Au terme de la présidence Hollande, les attentes demeurent, malgré l'appel solennel au président de la République lancé fin juillet 2014 par les syndicats de journalistes français : pour la presse écrite, une réelle transformation des aides à la presse pour qu’elles répondent enfin au but visé lors de leur création, pour l’audiovisuel public, un financement pérenne et suffisant pour assurer correctement ses missions. Pour toutes les entreprises de presse : la reconnaissance juridique de l’équipe rédactionnelle qui permettra de remettre cette communauté de journalistes au centre même de leurs objectifs démocratiques. Et pour tous : une protection des sources renforcée au niveau de la loi et de la jurisprudence européennes. Nous attendons plus et mieux pour les lanceurs d'alerte…...

La CFDT Journalistes exige que cessent les entraves à l'exercice de la profession comme celles constatées durant les élections présidentielles en France.  Plusieurs candidats n'ont pas hésité à prendre à partie publiquement les journalistes chargés de couvrir les réunions publiques, quitte à dresser des salles entières contre les professionnels de l'information.

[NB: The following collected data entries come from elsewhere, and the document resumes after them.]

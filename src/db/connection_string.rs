//! Connection string and driver property construction.

use crate::config::ConnectionSettings;
use serde::ser::{Serialize, SerializeMap, Serializer};
use std::fmt::Write as _;

pub const CONNECTION_STRING_PREFIX: &str = "jdbc:firebirdsql:";

pub const PROP_SQL_DIALECT: &str = "sqlDialect";
pub const PROP_CHARSET: &str = "charSet";
pub const PROP_DEFAULT_ISOLATION: &str = "defaultIsolation";
pub const PROP_CONNECT_TIMEOUT: &str = "connectTimeout";
pub const PROP_USER: &str = "user";
pub const PROP_PASSWORD: &str = "password";

pub const DEFAULT_ISOLATION: &str = "TRANSACTION_READ_COMMITTED";

/// Ordered key/value list of driver options.
///
/// Iteration order is insertion order; replacing an existing key keeps its
/// original position.
#[derive(Debug, Clone, Default, PartialEq, Eq)]
pub struct ConnectionProperties {
    entries: Vec<(String, String)>,
}

impl ConnectionProperties {
    pub fn new() -> Self {
        Self::default()
    }

    /// The fixed base options every connection starts from.
    pub fn base() -> Self {
        [
            (PROP_SQL_DIALECT, "3"),
            (PROP_CHARSET, "UTF-8"),
            (PROP_DEFAULT_ISOLATION, DEFAULT_ISOLATION),
            (PROP_CONNECT_TIMEOUT, "30"),
        ]
        .into_iter()
        .collect()
    }

    /// Insert or replace a value.
    pub fn set(&mut self, key: impl Into<String>, value: impl Into<String>) {
        let key = key.into();
        let value = value.into();
        match self.entries.iter_mut().find(|(k, _)| *k == key) {
            Some(entry) => entry.1 = value,
            None => self.entries.push((key, value)),
        }
    }

    /// Builder-style [`set`](Self::set).
    pub fn with(mut self, key: impl Into<String>, value: impl Into<String>) -> Self {
        self.set(key, value);
        self
    }

    pub fn get(&self, key: &str) -> Option<&str> {
        self.entries
            .iter()
            .find(|(k, _)| k == key)
            .map(|(_, v)| v.as_str())
    }

    pub fn remove(&mut self, key: &str) -> Option<String> {
        let pos = self.entries.iter().position(|(k, _)| k == key)?;
        Some(self.entries.remove(pos).1)
    }

    pub fn iter(&self) -> impl Iterator<Item = (&str, &str)> {
        self.entries.iter().map(|(k, v)| (k.as_str(), v.as_str()))
    }

    pub fn len(&self) -> usize {
        self.entries.len()
    }

    pub fn is_empty(&self) -> bool {
        self.entries.is_empty()
    }

    /// Merge `overrides` on top of `self`; override values win key-for-key.
    pub fn merged(&self, overrides: &ConnectionProperties) -> Self {
        let mut merged = self.clone();
        for (k, v) in overrides.iter() {
            merged.set(k, v);
        }
        merged
    }
}

impl<K: Into<String>, V: Into<String>> FromIterator<(K, V)> for ConnectionProperties {
    fn from_iter<I: IntoIterator<Item = (K, V)>>(iter: I) -> Self {
        let mut props = Self::new();
        for (k, v) in iter {
            props.set(k, v);
        }
        props
    }
}

impl Serialize for ConnectionProperties {
    fn serialize<S: Serializer>(&self, serializer: S) -> Result<S::Ok, S::Error> {
        let mut map = serializer.serialize_map(Some(self.entries.len()))?;
        for (k, v) in &self.entries {
            map.serialize_entry(k, v)?;
        }
        map.end()
    }
}

/// Isolation value carrying an explicit lock timeout (seconds).
pub fn isolation_with_lock_timeout(lock_timeout: u32) -> String {
    format!("{DEFAULT_ISOLATION},read_committed,rec_version,write,wait,lock_timeout={lock_timeout}")
}

/// Effective options for a new connection: base options (with the lock-timeout
/// rewrite applied), then settings-level overrides, then per-call overrides.
pub fn effective_properties(
    settings: &ConnectionSettings,
    overrides: &ConnectionProperties,
) -> ConnectionProperties {
    let mut props = ConnectionProperties::base();
    if let Some(lock_timeout) = settings.lock_timeout {
        props.set(PROP_DEFAULT_ISOLATION, isolation_with_lock_timeout(lock_timeout));
    }
    props.merged(&settings.property_overrides()).merged(overrides)
}

/// Property list handed to the driver: credentials first, then options.
pub fn driver_properties(
    settings: &ConnectionSettings,
    options: &ConnectionProperties,
) -> ConnectionProperties {
    ConnectionProperties::new()
        .with(PROP_USER, settings.user.as_str())
        .with(PROP_PASSWORD, settings.password.as_str())
        .merged(options)
}

/// Build the driver connection string.
///
/// An explicit connection string in the settings is returned verbatim.
/// Otherwise the result is
/// `jdbc:firebirdsql:[local:|native:|embedded:]//host:port/database[?k=v&...]`.
pub fn build_connection_string(
    settings: &ConnectionSettings,
    properties: &ConnectionProperties,
) -> String {
    if let Some(explicit) = settings
        .connection_string
        .as_deref()
        .filter(|s| !s.trim().is_empty())
    {
        return explicit.to_string();
    }

    let mut url = String::from(CONNECTION_STRING_PREFIX);
    if let Some(segment) = settings.connection_type.segment() {
        url.push_str(segment);
        url.push(':');
    }
    let database = settings
        .database
        .strip_prefix('/')
        .unwrap_or(&settings.database);
    let _ = write!(url, "//{}:{}/{}", settings.host, settings.port, database);

    for (i, (k, v)) in properties.iter().enumerate() {
        url.push(if i == 0 { '?' } else { '&' });
        let _ = write!(url, "{k}={v}");
    }
    url
}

Tenus à l'écart des déplacements, voire sélectionnés selon les titres auxquels ils collaborent, les journalistes sont contraints d'exercer leur métier à partir d'images fournies par les équipes des candidats. Fait rare 28 sociétés de journalistes et le comité de rédaction de La Voix du Nord ont signé un texte, appuyé par la CFDT Journalistes pou dénoncer « l'entrave à la liberté d'informer » par le Front national.

Le thème de la journée mondiale de la liberté de la presse 2017,  « des esprits critiques pour des temps critiques » encourage les Etats, les éditeurs, les professionnels de l'information, les citoyens à se mobiliser pour garantir ce bien précieux. Dans plusieurs pays d'Europe, la mission première de tout journaliste se heurte à des dérives autoritaires comme en Hongrieet en Pologne. L'exercice de la profession est rendue difficile en  Grèce. En Turquie le régime du président Recep Tayyip Erdogan musèle la presse ce qui n'empêchera pas, en ce 3 mai, le Syndicat turc des journalistes (TGS) de publier un journal (Journal arrêté) réalisé par des journalistes poursuivis en Turquie. Il sera distribué dans les rues de trois grandes villes : Istanbul, Ankara et Izmir.  En Somalie, au Yémen, en Egypte, en Chine, dans trop de pays du monde, le journaliste s'expose, se transforme en cible quand il en enquête et veut témoigner. En ce 3 mai, la Cfdt Journalistes a une pensée spéciale pour ces collègues en première ligne pour remplir leurs missions au péril de leur vie.